>>>

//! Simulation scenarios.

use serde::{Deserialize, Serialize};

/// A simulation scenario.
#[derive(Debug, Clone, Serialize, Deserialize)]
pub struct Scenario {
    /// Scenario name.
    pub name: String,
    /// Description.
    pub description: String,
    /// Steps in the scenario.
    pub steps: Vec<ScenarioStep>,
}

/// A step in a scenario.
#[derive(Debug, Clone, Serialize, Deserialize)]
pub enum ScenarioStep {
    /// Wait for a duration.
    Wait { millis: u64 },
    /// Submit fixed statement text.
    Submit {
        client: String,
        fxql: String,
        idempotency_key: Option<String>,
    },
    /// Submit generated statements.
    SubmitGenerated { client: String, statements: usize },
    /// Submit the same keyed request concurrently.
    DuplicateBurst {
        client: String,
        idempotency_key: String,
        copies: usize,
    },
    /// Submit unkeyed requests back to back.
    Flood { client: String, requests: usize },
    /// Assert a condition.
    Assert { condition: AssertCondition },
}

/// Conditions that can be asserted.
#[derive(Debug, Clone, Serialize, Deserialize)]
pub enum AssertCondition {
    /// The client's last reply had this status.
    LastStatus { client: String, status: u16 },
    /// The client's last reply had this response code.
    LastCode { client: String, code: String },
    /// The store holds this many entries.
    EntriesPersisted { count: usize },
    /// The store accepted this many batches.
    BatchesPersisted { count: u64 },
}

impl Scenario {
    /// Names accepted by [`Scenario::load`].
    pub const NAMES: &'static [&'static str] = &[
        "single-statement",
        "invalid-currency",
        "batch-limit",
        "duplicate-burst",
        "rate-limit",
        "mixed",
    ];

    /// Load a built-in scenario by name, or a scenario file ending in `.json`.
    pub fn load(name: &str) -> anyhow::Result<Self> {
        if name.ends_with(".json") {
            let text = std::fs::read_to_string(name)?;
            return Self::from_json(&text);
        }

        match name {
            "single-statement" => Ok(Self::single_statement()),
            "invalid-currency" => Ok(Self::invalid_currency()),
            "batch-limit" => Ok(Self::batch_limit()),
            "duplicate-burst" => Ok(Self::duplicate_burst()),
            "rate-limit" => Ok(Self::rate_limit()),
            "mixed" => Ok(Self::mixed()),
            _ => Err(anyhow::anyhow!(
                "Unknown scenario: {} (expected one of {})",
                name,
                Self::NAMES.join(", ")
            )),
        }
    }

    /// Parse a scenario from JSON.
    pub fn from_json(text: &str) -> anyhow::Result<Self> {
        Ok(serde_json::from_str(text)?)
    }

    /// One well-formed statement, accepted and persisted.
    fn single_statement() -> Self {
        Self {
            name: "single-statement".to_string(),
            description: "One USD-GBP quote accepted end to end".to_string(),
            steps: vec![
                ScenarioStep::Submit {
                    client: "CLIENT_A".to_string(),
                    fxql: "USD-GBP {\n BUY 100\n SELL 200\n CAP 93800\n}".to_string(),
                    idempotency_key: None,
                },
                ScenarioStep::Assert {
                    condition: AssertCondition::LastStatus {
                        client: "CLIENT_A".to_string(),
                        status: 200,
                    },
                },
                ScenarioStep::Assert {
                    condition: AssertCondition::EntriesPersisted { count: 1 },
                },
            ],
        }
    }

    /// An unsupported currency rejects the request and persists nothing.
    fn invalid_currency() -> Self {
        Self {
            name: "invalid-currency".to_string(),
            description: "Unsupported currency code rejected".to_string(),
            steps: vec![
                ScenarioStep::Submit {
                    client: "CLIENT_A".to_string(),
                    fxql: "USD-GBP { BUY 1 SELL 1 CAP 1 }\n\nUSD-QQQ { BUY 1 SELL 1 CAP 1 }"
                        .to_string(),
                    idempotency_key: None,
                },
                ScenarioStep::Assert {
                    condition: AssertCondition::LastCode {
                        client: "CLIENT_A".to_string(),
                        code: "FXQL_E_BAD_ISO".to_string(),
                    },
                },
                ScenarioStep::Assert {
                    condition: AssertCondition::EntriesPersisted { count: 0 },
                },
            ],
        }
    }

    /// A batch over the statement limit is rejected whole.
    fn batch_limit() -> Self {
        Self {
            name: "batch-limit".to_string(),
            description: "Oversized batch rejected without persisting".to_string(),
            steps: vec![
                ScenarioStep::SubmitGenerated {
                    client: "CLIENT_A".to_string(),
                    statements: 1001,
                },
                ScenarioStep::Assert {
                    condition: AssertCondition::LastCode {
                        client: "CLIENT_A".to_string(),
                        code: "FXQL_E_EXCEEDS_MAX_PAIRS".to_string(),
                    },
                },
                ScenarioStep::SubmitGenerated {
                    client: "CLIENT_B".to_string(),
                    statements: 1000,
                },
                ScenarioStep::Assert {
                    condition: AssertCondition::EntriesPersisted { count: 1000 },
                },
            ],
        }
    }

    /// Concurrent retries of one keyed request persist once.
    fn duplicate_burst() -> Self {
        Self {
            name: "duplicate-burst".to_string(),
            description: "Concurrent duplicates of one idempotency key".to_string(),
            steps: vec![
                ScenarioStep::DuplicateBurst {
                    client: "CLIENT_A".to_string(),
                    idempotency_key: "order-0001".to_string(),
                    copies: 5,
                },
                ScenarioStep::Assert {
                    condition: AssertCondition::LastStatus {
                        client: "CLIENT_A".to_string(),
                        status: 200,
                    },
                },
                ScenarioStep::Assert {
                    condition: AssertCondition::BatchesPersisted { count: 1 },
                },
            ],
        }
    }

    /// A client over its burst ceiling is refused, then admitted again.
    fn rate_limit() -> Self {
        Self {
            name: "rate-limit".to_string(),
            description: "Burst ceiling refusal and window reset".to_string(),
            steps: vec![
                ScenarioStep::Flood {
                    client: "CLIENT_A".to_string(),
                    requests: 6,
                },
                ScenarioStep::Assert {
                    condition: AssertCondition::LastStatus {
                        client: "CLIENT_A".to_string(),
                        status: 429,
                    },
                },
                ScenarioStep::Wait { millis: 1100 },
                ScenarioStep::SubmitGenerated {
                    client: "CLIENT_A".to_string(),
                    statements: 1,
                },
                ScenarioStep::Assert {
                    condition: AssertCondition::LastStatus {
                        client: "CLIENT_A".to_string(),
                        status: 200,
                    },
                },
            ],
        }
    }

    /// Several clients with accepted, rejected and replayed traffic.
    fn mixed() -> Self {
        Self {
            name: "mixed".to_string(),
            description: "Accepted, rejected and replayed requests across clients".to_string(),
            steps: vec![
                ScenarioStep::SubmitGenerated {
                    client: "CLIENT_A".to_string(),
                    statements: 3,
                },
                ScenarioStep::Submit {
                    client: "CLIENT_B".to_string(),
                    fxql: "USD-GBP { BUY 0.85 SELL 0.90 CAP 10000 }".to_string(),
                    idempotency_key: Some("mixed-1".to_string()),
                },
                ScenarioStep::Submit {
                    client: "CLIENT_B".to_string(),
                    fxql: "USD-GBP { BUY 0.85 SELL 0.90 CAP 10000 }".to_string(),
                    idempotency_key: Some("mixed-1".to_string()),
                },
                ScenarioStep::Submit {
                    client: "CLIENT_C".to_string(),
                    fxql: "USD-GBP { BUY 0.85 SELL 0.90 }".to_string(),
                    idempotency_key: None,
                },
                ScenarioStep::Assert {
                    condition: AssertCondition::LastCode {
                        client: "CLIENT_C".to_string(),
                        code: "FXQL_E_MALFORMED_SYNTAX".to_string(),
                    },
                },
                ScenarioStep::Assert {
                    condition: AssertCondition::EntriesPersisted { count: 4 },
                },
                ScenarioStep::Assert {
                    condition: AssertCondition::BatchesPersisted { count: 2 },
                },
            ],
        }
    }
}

<<<
>>>

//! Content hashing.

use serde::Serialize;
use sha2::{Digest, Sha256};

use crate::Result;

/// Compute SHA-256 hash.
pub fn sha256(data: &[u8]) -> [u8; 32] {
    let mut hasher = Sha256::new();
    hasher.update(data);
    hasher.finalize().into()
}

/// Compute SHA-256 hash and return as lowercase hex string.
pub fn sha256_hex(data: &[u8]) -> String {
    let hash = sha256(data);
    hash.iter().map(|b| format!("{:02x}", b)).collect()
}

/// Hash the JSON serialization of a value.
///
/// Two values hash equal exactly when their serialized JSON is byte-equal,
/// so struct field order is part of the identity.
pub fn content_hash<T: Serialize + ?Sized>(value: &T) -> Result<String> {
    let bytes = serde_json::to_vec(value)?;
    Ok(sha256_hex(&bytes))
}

<<<

▶ WHAT YOU SHOULD DO
The answer must consist of every line from the entries that holds the string "BatchesPersisted".

▶ WRITTEN REPLY
    BatchesPersisted { count: u64 },
                    condition: AssertCondition::BatchesPersisted { count: 1 },
                    condition: AssertCondition::BatchesPersisted { count: 2 },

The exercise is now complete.